> _Requirement_:
Your answer must consist of exactly the lines below, starting with the line with "export.attributes = model.scan_planes_attributes.clone();" and going on through the line with "let mut export = XmlNode::new(FIELDSETS_TAG);", and nothing else.

Saved entries:
###

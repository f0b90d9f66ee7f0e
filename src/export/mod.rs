//! Serializer: in-memory model → vendor XML.
//!
//! The exact inverse of the loaders. Output is always the new dialect:
//! fields reference shapes by id and the shared library is written once, so
//! a legacy-dialect input is normalized on its first save and every save
//! after that is byte-identical (modulo the volatile `Timestamp`). Device
//! `Index` attributes are renumbered 0..n-1 in list order on every save.
//! Only the known top-level sections are emitted: an unrecognized root
//! child has no model counterpart and does not survive a save.

use crate::model::casetable::{Case, CaseSegment, CasetablePayload, Eval, TableSegment};
use crate::model::fields::{Device, FieldsetsPayload};
use crate::model::shape::{Geometry, Shape, DEFAULT_KIND};
use crate::model::DocumentModel;
use crate::registry::EDITOR_SECTION_TAG;
use crate::xml::XmlNode;

use crate::import::{CASETABLES_TAG, FIELDSETS_TAG, FILEINFO_TAG, SCANPLANES_TAG};

/// Serialize the full model back to the vendor dialect.
#[must_use]
pub fn serialize_document(model: &DocumentModel) -> String {
    build_document_tree(model).to_xml_string()
}

/// Build the output element tree. Split from [`serialize_document`] so tests
/// can inspect structure without re-parsing text.
#[must_use]
pub fn build_document_tree(model: &DocumentModel) -> XmlNode {
    let mut root = XmlNode::new("SdImportExport");
    root.attributes = model.root_attributes.clone();

    if !model.fileinfo_attributes.is_empty() || !model.fileinfo_fields.is_empty() {
        let mut file_info = XmlNode::new(FILEINFO_TAG);
        file_info.attributes = model.fileinfo_attributes.clone();
        for field in &model.fileinfo_fields {
            let mut child = XmlNode::new(field.tag.clone());
            child.text = field.value.clone();
            file_info.children.push(child);
        }
        root.children.push(file_info);
    }

    if !model.scan_planes_attributes.is_empty() || !model.scan_planes.is_empty() {
        let mut export = XmlNode::new(SCANPLANES_TAG);
        export.attributes = model.scan_planes_attributes.clone();
        for plane in &model.scan_planes {
            let mut plane_node = XmlNode::new("ScanPlane");
            plane_node.attributes = plane.attributes.clone();
            plane_node.children.push(build_devices(&plane.devices));
            export.children.push(plane_node);
        }
        root.children.push(export);
    }

    if !model.fieldsets_attributes.is_empty() || !is_empty_fieldsets(&model.fieldsets) {
        let mut export = XmlNode::new(FIELDSETS_TAG);
        export.attributes = model.fieldsets_attributes.clone();
        if !is_empty_fieldsets(&model.fieldsets) {
            export.children.push(build_fieldsets_plane(&model.fieldsets));
        }
        root.children.push(export);
    }

    if !model.casetables_attributes.is_empty()
        || model.casetable != CasetablePayload::fallback()
    {
        let mut export = XmlNode::new(CASETABLES_TAG);
        export.attributes = model.casetables_attributes.clone();
        export.children.push(build_casetable(&model.casetable));
        root.children.push(export);
    }

    if !model.triorb_source.is_empty() || !model.shapes.is_empty() {
        root.children
            .push(build_editor_section(&model.triorb_source, &model.shapes));
    }

    root
}

fn is_empty_fieldsets(payload: &FieldsetsPayload) -> bool {
    payload.scan_plane_attributes.is_empty()
        && payload.devices.is_empty()
        && payload.global_geometry.is_empty()
        && payload.fieldsets.is_empty()
}

/// Devices container with `Index` renumbered 0..n-1 in list order. An
/// existing `Index` keeps its attribute position; a missing one is appended.
fn build_devices(devices: &[Device]) -> XmlNode {
    let mut parent = XmlNode::new("Devices");
    for (index, device) in devices.iter().enumerate() {
        let mut node = XmlNode::new("Device");
        node.attributes = device.attributes.clone();
        node.attributes
            .insert("Index".to_string(), index.to_string());
        parent.children.push(node);
    }
    parent
}

fn build_fieldsets_plane(payload: &FieldsetsPayload) -> XmlNode {
    let mut plane = XmlNode::new("ScanPlane");
    plane.attributes = payload.scan_plane_attributes.clone();
    plane.children.push(build_devices(&payload.devices));

    if !payload.global_geometry.is_empty() {
        let mut global = XmlNode::new("GlobalGeometry");
        global.attributes = payload.global_geometry.clone();
        plane.children.push(global);
    }

    if !payload.fieldsets.is_empty() {
        let mut parent = XmlNode::new("Fieldsets");
        for fieldset in &payload.fieldsets {
            let mut fieldset_node = XmlNode::new("Fieldset");
            fieldset_node.attributes = fieldset.attributes.clone();
            for field in &fieldset.fields {
                let mut field_node = XmlNode::new("Field");
                field_node.attributes = field.attributes.clone();
                let mut shapes_node = XmlNode::new("Shapes");
                for shape_ref in &field.shape_refs {
                    let mut ref_node = XmlNode::new("Shape");
                    ref_node
                        .attributes
                        .insert("ID".to_string(), shape_ref.shape_id.clone());
                    shapes_node.children.push(ref_node);
                }
                field_node.children.push(shapes_node);
                fieldset_node.children.push(field_node);
            }
            parent.children.push(fieldset_node);
        }
        plane.children.push(parent);
    }

    plane
}

// ── Casetable ───────────────────────────────────────────────────────

fn build_casetable(payload: &CasetablePayload) -> XmlNode {
    let mut table = XmlNode::new("Casetable");
    table.attributes = payload.casetable_attributes.clone();

    // Children follow the recorded layout; segments that hold no data (the
    // empty kinds appended at load time) produce no output.
    for segment in &payload.layout {
        match segment {
            TableSegment::Configuration => {
                if let Some(node) = &payload.configuration {
                    table.children.push(node.clone());
                }
            }
            TableSegment::Cases => {
                if !payload.cases.is_empty() {
                    let mut cases_node = XmlNode::new("Cases");
                    cases_node.children = payload.cases.iter().map(build_case).collect();
                    table.children.push(cases_node);
                }
            }
            TableSegment::Evals => {
                if !payload.evals.attributes.is_empty() || !payload.evals.evals.is_empty() {
                    let mut evals_node = XmlNode::new("Evals");
                    evals_node.attributes = payload.evals.attributes.clone();
                    evals_node.children = payload.evals.evals.iter().map(build_eval).collect();
                    table.children.push(evals_node);
                }
            }
            TableSegment::FieldsConfiguration => {
                if let Some(node) = &payload.fields_configuration {
                    table.children.push(node.clone());
                }
            }
            TableSegment::Node { node } => table.children.push(node.clone()),
        }
    }

    table
}

fn build_case(case: &Case) -> XmlNode {
    let mut node = XmlNode::new("Case");
    node.attributes = case.attributes.clone();

    for segment in &case.layout {
        match segment {
            CaseSegment::StaticInputs => {
                let mut inputs_node = XmlNode::new("StaticInputs");
                for input in &case.static_inputs {
                    let mut input_node = XmlNode::new("StaticInput");
                    input_node.attributes = input.attributes.clone();
                    inputs_node.children.push(input_node);
                }
                node.children.push(inputs_node);
            }
            CaseSegment::SpeedActivation => {
                if let Some(activation) = &case.speed_activation {
                    let mut activation_node = XmlNode::new("SpeedActivation");
                    activation_node.attributes = activation.attributes.clone();
                    node.children.push(activation_node);
                }
            }
            CaseSegment::Node { node: generic } => node.children.push(generic.clone()),
        }
    }

    node
}

fn text_child(tag: &str, text: &str) -> XmlNode {
    let mut node = XmlNode::new(tag);
    node.text = text.to_string();
    node
}

fn build_eval(eval: &Eval) -> XmlNode {
    let mut node = XmlNode::new("Eval");
    node.attributes = eval.attributes.clone();

    for (tag, value) in [
        ("Name", &eval.name),
        ("NameLatin9Key", &eval.name_latin9_key),
        ("Q", &eval.q),
    ] {
        if !value.is_empty() {
            node.children.push(text_child(tag, value));
        }
    }

    let reset = &eval.reset;
    if !reset.reset_type.is_empty()
        || !reset.auto_reset_time.is_empty()
        || !reset.eval_reset_source.is_empty()
    {
        let mut reset_node = XmlNode::new("Reset");
        for (tag, value) in [
            ("ResetType", &reset.reset_type),
            ("AutoResetTime", &reset.auto_reset_time),
            ("EvalResetSource", &reset.eval_reset_source),
        ] {
            if !value.is_empty() {
                reset_node.children.push(text_child(tag, value));
            }
        }
        node.children.push(reset_node);
    }

    let preset = &eval.permanent_preset;
    if !preset.attributes.is_empty() || !preset.field_mode.is_empty() {
        let mut plane = XmlNode::new("ScanPlane");
        plane.attributes = preset.attributes.clone();
        if !preset.field_mode.is_empty() {
            plane.children.push(text_child("FieldMode", &preset.field_mode));
        }
        let mut planes = XmlNode::new("ScanPlanes");
        planes.children.push(plane);
        let mut preset_node = XmlNode::new("PermanentPreset");
        preset_node.children.push(planes);
        node.children.push(preset_node);
    }

    if !eval.cases.is_empty() {
        let mut cases_node = XmlNode::new("Cases");
        for case in &eval.cases {
            let mut case_node = XmlNode::new("Case");
            case_node.attributes = case.attributes.clone();
            let mut plane = XmlNode::new("ScanPlane");
            plane.attributes = case.scan_plane.attributes.clone();
            if !case.scan_plane.user_field_id.is_empty() {
                plane
                    .children
                    .push(text_child("UserFieldId", &case.scan_plane.user_field_id));
            }
            if !case.scan_plane.is_splitted.is_empty() {
                plane
                    .children
                    .push(text_child("IsSplitted", &case.scan_plane.is_splitted));
            }
            let mut planes = XmlNode::new("ScanPlanes");
            planes.children.push(plane);
            case_node.children.push(planes);
            cases_node.children.push(case_node);
        }
        node.children.push(cases_node);
    }

    node
}

// ── Shared shape library ────────────────────────────────────────────

fn build_editor_section(source: &str, shapes: &[Shape]) -> XmlNode {
    let mut section = XmlNode::new(EDITOR_SECTION_TAG);
    if !source.is_empty() {
        section
            .attributes
            .insert("Source".to_string(), source.to_string());
    }

    let mut shapes_node = XmlNode::new("Shapes");
    for shape in shapes {
        shapes_node.children.push(build_library_shape(shape));
    }
    section.children.push(shapes_node);
    section
}

fn build_library_shape(shape: &Shape) -> XmlNode {
    let mut node = XmlNode::new("Shape");
    node.attributes.insert("ID".to_string(), shape.id.clone());
    node.attributes
        .insert("Name".to_string(), shape.name.clone());
    node.attributes
        .insert("Type".to_string(), shape.shape_type.to_string());
    node.attributes
        .insert("Fieldtype".to_string(), shape.fieldtype.clone());

    // Kind normally rides on the geometry's own Type attribute; an explicit
    // Kind attribute is only needed when the two disagree.
    let derived_kind = match &shape.geometry {
        Geometry::Polygon { polygon_type, .. } => polygon_type.as_str(),
        Geometry::Rectangle { attributes } | Geometry::Circle { attributes } => attributes
            .get("Type")
            .map_or(DEFAULT_KIND, String::as_str),
    };
    if shape.kind != derived_kind {
        node.attributes
            .insert("Kind".to_string(), shape.kind.clone());
    }

    let geometry_node = match &shape.geometry {
        Geometry::Polygon {
            polygon_type,
            points,
        } => {
            let mut polygon = XmlNode::new("Polygon");
            polygon
                .attributes
                .insert("Type".to_string(), polygon_type.clone());
            for point in points {
                let mut point_node = XmlNode::new("Point");
                point_node.attributes.insert("X".to_string(), point.x.clone());
                point_node.attributes.insert("Y".to_string(), point.y.clone());
                polygon.children.push(point_node);
            }
            polygon
        }
        Geometry::Rectangle { attributes } => {
            let mut rectangle = XmlNode::new("Rectangle");
            rectangle.attributes = attributes.clone();
            rectangle
        }
        Geometry::Circle { attributes } => {
            let mut circle = XmlNode::new("Circle");
            circle.attributes = attributes.clone();
            circle
        }
    };
    node.children.push(geometry_node);
    node
}
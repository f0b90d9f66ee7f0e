//! Core of the `.sgexml` safety-field editor: bidirectional conversion
//! between the vendor scanner-export XML dialect and the editable in-memory
//! model, including the shape registry that de-duplicates geometry across
//! the legacy (inline) and new (referenced) dialect variants.
//!
//! The HTTP layer, templating, and plotting live elsewhere; they only
//! consume and produce the [`model::DocumentModel`] payload defined here.

pub mod export;
pub mod ids;
pub mod import;
pub mod model;
pub mod registry;
pub mod xml;

pub use export::serialize_document;
pub use import::{load_casetable_payload, load_document_model, load_fieldsets_and_shapes, SgDocument};
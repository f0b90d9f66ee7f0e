//! Shape identifier synthesis.
//!
//! The vendor format allows `Shape` elements without an `ID` attribute; the
//! loader assigns one so the editing model can always reference shapes by id.
//! Generation lives behind a trait so tests can substitute a deterministic
//! sequence.

/// Source of fresh shape identifiers.
pub trait IdGen {
    /// Produce one candidate id. Uniqueness against existing ids is the
    /// caller's job (see [`unique_shape_id`]).
    fn next_id(&mut self) -> String;
}

/// Default generator: `shape-` followed by 8 lowercase hex characters, the
/// same wire format the editor has always emitted.
#[derive(Debug, Default)]
pub struct RandomIdGen;

impl IdGen for RandomIdGen {
    fn next_id(&mut self) -> String {
        format!("shape-{:08x}", fastrand::u32(..))
    }
}

/// Deterministic generator for tests: `shape-00000000`, `shape-00000001`, ...
#[derive(Debug, Default)]
pub struct SequentialIdGen {
    next: u32,
}

impl IdGen for SequentialIdGen {
    fn next_id(&mut self) -> String {
        let id = format!("shape-{:08x}", self.next);
        self.next += 1;
        id
    }
}

/// Draw ids until one does not collide with `taken`. With 32 random bits and
/// document-sized shape sets a retry is already vanishingly rare; the loop
/// makes collisions impossible rather than merely unlikely.
pub fn unique_shape_id<F>(ids: &mut dyn IdGen, mut taken: F) -> String
where
    F: FnMut(&str) -> bool,
{
    loop {
        let id = ids.next_id();
        if !taken(&id) {
            return id;
        }
    }
}
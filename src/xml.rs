use std::fmt;

use indexmap::IndexMap;
use quick_xml::events::{BytesDecl, BytesEnd, BytesStart, BytesText, Event};
use quick_xml::{Reader, Writer};
use serde::{Deserialize, Serialize};
use ts_rs::TS;

// ── Error type ──────────────────────────────────────────────────────

#[derive(Debug)]
pub enum XmlError {
    Io(std::io::Error),
    Xml(quick_xml::Error),
    Parse(String),
}

impl fmt::Display for XmlError {
    fn fmt(&self, f: &mut fmt::Formatter<'_>) -> fmt::Result {
        match self {
            XmlError::Io(e) => write!(f, "I/O error: {e}"),
            XmlError::Xml(e) => write!(f, "XML error: {e}"),
            XmlError::Parse(msg) => write!(f, "Parse error: {msg}"),
        }
    }
}

impl std::error::Error for XmlError {}

impl From<std::io::Error> for XmlError {
    fn from(e: std::io::Error) -> Self {
        XmlError::Io(e)
    }
}

impl From<quick_xml::Error> for XmlError {
    fn from(e: quick_xml::Error) -> Self {
        XmlError::Xml(e)
    }
}

// ── Generic element tree ────────────────────────────────────────────

/// A plain attribute-preserving view of one XML element subtree.
///
/// This is the passthrough representation used wherever the document has no
/// specialized schema (Configuration, FieldsConfiguration, unrecognized Case
/// and Casetable children). Attribute order follows the source document, which
/// is observable both in menu summaries and in re-serialized output.
#[derive(Debug, Clone, PartialEq, Eq, Serialize, Deserialize, TS)]
#[ts(export)]
pub struct XmlNode {
    pub tag: String,
    #[ts(type = "Record<string, string>")]
    pub attributes: IndexMap<String, String>,
    pub text: String,
    pub children: Vec<XmlNode>,
}

impl XmlNode {
    #[must_use]
    pub fn new(tag: impl Into<String>) -> Self {
        Self {
            tag: tag.into(),
            attributes: IndexMap::new(),
            text: String::new(),
            children: Vec::new(),
        }
    }

    /// Parse a full document string into its root element.
    ///
    /// The XML declaration, comments, and processing instructions are
    /// dropped; element text is trimmed. Fails on malformed markup or when
    /// the document has no root element.
    pub fn parse(source: &str) -> Result<XmlNode, XmlError> {
        let mut reader = Reader::from_str(source);
        reader.config_mut().trim_text(true);

        // Sentinel holder for the root; children of the stack top accumulate
        // as elements close.
        let mut stack: Vec<XmlNode> = vec![XmlNode::new("")];

        loop {
            match reader.read_event() {
                Ok(Event::Eof) => break,
                Ok(Event::Start(ref e)) => {
                    stack.push(element_from_start(e));
                }
                Ok(Event::Empty(ref e)) => {
                    let node = element_from_start(e);
                    if let Some(parent) = stack.last_mut() {
                        parent.children.push(node);
                    }
                }
                Ok(Event::End(_)) => {
                    let Some(node) = stack.pop() else {
                        break;
                    };
                    match stack.last_mut() {
                        Some(parent) => parent.children.push(node),
                        None => {
                            return Err(XmlError::Parse("unbalanced end tag".into()));
                        }
                    }
                }
                Ok(Event::Text(ref e)) => {
                    let text = e.unescape().unwrap_or_default().trim().to_string();
                    if text.is_empty() {
                        continue;
                    }
                    if let Some(current) = stack.last_mut() {
                        if current.text.is_empty() {
                            current.text = text;
                        } else {
                            current.text.push(' ');
                            current.text.push_str(&text);
                        }
                    }
                }
                Ok(Event::CData(e)) => {
                    let text = String::from_utf8_lossy(&e).trim().to_string();
                    if let Some(current) = stack.last_mut() {
                        current.text.push_str(&text);
                    }
                }
                Ok(Event::Decl(_) | Event::Comment(_) | Event::PI(_) | Event::DocType(_)) => {}
                Err(e) => return Err(XmlError::Xml(e)),
            }
        }

        let mut sentinel = stack
            .pop()
            .ok_or_else(|| XmlError::Parse("empty document".into()))?;
        if !stack.is_empty() {
            return Err(XmlError::Parse("unclosed element at end of input".into()));
        }
        match sentinel.children.len() {
            0 => Err(XmlError::Parse("no root element".into())),
            _ => Ok(sentinel.children.swap_remove(0)),
        }
    }

    /// First direct child with the given tag.
    #[must_use]
    pub fn find(&self, tag: &str) -> Option<&XmlNode> {
        self.children.iter().find(|c| c.tag == tag)
    }

    /// All direct children with the given tag, in document order.
    pub fn find_all<'a>(&'a self, tag: &'a str) -> impl Iterator<Item = &'a XmlNode> {
        self.children.iter().filter(move |c| c.tag == tag)
    }

    /// Attribute value, if present.
    #[must_use]
    pub fn attr(&self, key: &str) -> Option<&str> {
        self.attributes.get(key).map(String::as_str)
    }

    /// Trimmed text of the first direct child with the given tag, or `""`.
    #[must_use]
    pub fn child_text(&self, tag: &str) -> String {
        self.find(tag).map(|c| c.text.clone()).unwrap_or_default()
    }

    /// Serialize this element (as document root) back to XML.
    ///
    /// Emits the standard declaration, attributes in map order, and
    /// self-closing tags for childless, textless elements. For any tree
    /// produced by [`XmlNode::parse`] this is its inverse.
    #[must_use]
    pub fn to_xml_string(&self) -> String {
        let mut writer = Writer::new_with_indent(Vec::new(), b' ', 2);
        // Writing into an in-memory Vec cannot fail.
        let _ = writer.write_event(Event::Decl(BytesDecl::new("1.0", Some("utf-8"), None)));
        write_element(&mut writer, self);
        String::from_utf8_lossy(&writer.into_inner()).into_owned()
    }
}

fn element_from_start(e: &BytesStart<'_>) -> XmlNode {
    let mut node = XmlNode::new(String::from_utf8_lossy(e.name().as_ref()).into_owned());
    for attr in e.attributes().flatten() {
        let key = String::from_utf8_lossy(attr.key.as_ref()).into_owned();
        let val = attr
            .unescape_value()
            .map(std::borrow::Cow::into_owned)
            .unwrap_or_default();
        node.attributes.insert(key, val);
    }
    node
}

fn write_element(writer: &mut Writer<Vec<u8>>, node: &XmlNode) {
    let mut start = BytesStart::new(node.tag.as_str());
    for (key, value) in &node.attributes {
        start.push_attribute((key.as_str(), value.as_str()));
    }

    if node.children.is_empty() && node.text.is_empty() {
        let _ = writer.write_event(Event::Empty(start));
        return;
    }

    let _ = writer.write_event(Event::Start(start));
    if !node.text.is_empty() {
        let _ = writer.write_event(Event::Text(BytesText::new(&node.text)));
    }
    for child in &node.children {
        write_element(writer, child);
    }
    let _ = writer.write_event(Event::End(BytesEnd::new(node.tag.as_str())));
}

###

> _Exercise answer_:
        export.attributes = model.scan_planes_attributes.clone();
        for plane in &model.scan_planes {
            let mut plane_node = XmlNode::new("ScanPlane");
            plane_node.attributes = plane.attributes.clone();
            plane_node.children.push(build_devices(&plane.devices));
            export.children.push(plane_node);
        }
        root.children.push(export);
    }

    if !model.fieldsets_attributes.is_empty() || !is_empty_fieldsets(&model.fieldsets) {
        let mut export = XmlNode::new(FIELDSETS_TAG);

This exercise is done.